** YOUR OBJECTIVE **
The answer should contain every entry below, copied exactly.

[Data items]
————————

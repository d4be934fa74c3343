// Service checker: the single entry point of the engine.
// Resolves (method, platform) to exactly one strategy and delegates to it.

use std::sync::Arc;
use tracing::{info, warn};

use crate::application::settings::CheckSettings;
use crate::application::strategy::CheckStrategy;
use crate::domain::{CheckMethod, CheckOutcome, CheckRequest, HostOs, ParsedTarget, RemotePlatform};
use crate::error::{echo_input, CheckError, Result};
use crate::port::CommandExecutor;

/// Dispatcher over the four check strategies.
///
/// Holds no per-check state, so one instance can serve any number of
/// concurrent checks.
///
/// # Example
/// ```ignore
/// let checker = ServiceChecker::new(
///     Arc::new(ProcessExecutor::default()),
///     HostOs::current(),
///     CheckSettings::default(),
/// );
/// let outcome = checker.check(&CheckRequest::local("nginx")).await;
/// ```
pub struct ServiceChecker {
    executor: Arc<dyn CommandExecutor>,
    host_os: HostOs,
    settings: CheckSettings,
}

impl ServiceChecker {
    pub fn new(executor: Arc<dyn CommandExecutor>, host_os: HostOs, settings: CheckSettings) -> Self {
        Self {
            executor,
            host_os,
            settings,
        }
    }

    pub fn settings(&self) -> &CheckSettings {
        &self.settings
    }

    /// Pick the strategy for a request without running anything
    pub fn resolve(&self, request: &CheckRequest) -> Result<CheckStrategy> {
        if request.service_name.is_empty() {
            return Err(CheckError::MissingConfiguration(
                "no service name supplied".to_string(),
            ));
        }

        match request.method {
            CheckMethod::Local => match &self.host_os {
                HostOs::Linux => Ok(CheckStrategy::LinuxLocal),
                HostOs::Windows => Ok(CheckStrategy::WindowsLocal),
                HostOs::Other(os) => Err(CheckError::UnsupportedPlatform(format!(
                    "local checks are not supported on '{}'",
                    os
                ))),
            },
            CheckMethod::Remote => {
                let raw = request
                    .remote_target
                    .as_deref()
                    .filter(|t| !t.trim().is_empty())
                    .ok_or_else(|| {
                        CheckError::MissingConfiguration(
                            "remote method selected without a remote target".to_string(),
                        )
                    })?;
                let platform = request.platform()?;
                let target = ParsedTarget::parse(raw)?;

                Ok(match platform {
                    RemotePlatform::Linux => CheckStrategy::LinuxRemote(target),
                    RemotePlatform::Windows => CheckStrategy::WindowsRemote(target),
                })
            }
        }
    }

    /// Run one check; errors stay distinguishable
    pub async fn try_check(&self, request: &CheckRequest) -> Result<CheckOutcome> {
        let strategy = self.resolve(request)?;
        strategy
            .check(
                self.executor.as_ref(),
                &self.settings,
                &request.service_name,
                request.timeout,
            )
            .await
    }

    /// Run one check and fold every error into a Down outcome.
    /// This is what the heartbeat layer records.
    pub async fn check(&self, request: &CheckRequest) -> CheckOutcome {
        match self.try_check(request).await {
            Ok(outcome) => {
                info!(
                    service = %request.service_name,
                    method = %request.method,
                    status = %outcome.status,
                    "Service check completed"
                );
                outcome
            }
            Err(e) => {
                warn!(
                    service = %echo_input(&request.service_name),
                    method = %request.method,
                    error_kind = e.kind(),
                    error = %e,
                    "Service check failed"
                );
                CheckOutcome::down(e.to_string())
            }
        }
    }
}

————————

** RESPONSE **
repository d4be934fa74c3343
// Service checker: the single entry point of the engine.
// Resolves (method, platform) to exactly one strategy and delegates to it.

use std::sync::Arc;
use tracing::{info, warn};

use crate::application::settings::CheckSettings;
use crate::application::strategy::CheckStrategy;
use crate::domain::{CheckMethod, CheckOutcome, CheckRequest, HostOs, ParsedTarget, RemotePlatform};
use crate::error::{echo_input, CheckError, Result};
use crate::port::CommandExecutor;

/// Dispatcher over the four check strategies.
///
/// Holds no per-check state, so one instance can serve any number of
/// concurrent checks.
///
/// # Example
/// ```ignore
/// let checker = ServiceChecker::new(
///     Arc::new(ProcessExecutor::default()),
///     HostOs::current(),
///     CheckSettings::default(),
/// );
/// let outcome = checker.check(&CheckRequest::local("nginx")).await;
/// ```
pub struct ServiceChecker {
    executor: Arc<dyn CommandExecutor>,
    host_os: HostOs,
    settings: CheckSettings,
}

impl ServiceChecker {
    pub fn new(executor: Arc<dyn CommandExecutor>, host_os: HostOs, settings: CheckSettings) -> Self {
        Self {
            executor,
            host_os,
            settings,
        }
    }

    pub fn settings(&self) -> &CheckSettings {
        &self.settings
    }

    /// Pick the strategy for a request without running anything
    pub fn resolve(&self, request: &CheckRequest) -> Result<CheckStrategy> {
        if request.service_name.is_empty() {
            return Err(CheckError::MissingConfiguration(
                "no service name supplied".to_string(),
            ));
        }

        match request.method {
            CheckMethod::Local => match &self.host_os {
                HostOs::Linux => Ok(CheckStrategy::LinuxLocal),
                HostOs::Windows => Ok(CheckStrategy::WindowsLocal),
                HostOs::Other(os) => Err(CheckError::UnsupportedPlatform(format!(
                    "local checks are not supported on '{}'",
                    os
                ))),
            },
            CheckMethod::Remote => {
                let raw = request
                    .remote_target
                    .as_deref()
                    .filter(|t| !t.trim().is_empty())
                    .ok_or_else(|| {
                        CheckError::MissingConfiguration(
                            "remote method selected without a remote target".to_string(),
                        )
                    })?;
                let platform = request.platform()?;
                let target = ParsedTarget::parse(raw)?;

                Ok(match platform {
                    RemotePlatform::Linux => CheckStrategy::LinuxRemote(target),
                    RemotePlatform::Windows => CheckStrategy::WindowsRemote(target),
                })
            }
        }
    }

    /// Run one check; errors stay distinguishable
    pub async fn try_check(&self, request: &CheckRequest) -> Result<CheckOutcome> {
        let strategy = self.resolve(request)?;
        strategy
            .check(
                self.executor.as_ref(),
                &self.settings,
                &request.service_name,
                request.timeout,
            )
            .await
    }

    /// Run one check and fold every error into a Down outcome.
    /// This is what the heartbeat layer records.
    pub async fn check(&self, request: &CheckRequest) -> CheckOutcome {
        match self.try_check(request).await {
            Ok(outcome) => {
                info!(
                    service = %request.service_name,
                    method = %request.method,
                    status = %outcome.status,
                    "Service check completed"
                );
                outcome
            }
            Err(e) => {
                warn!(
                    service = %echo_input(&request.service_name),
                    method = %request.method,
                    error_kind = e.kind(),
                    error = %e,
                    "Service check failed"
                );
                CheckOutcome::down(e.to_string())
            }
        }
    }
}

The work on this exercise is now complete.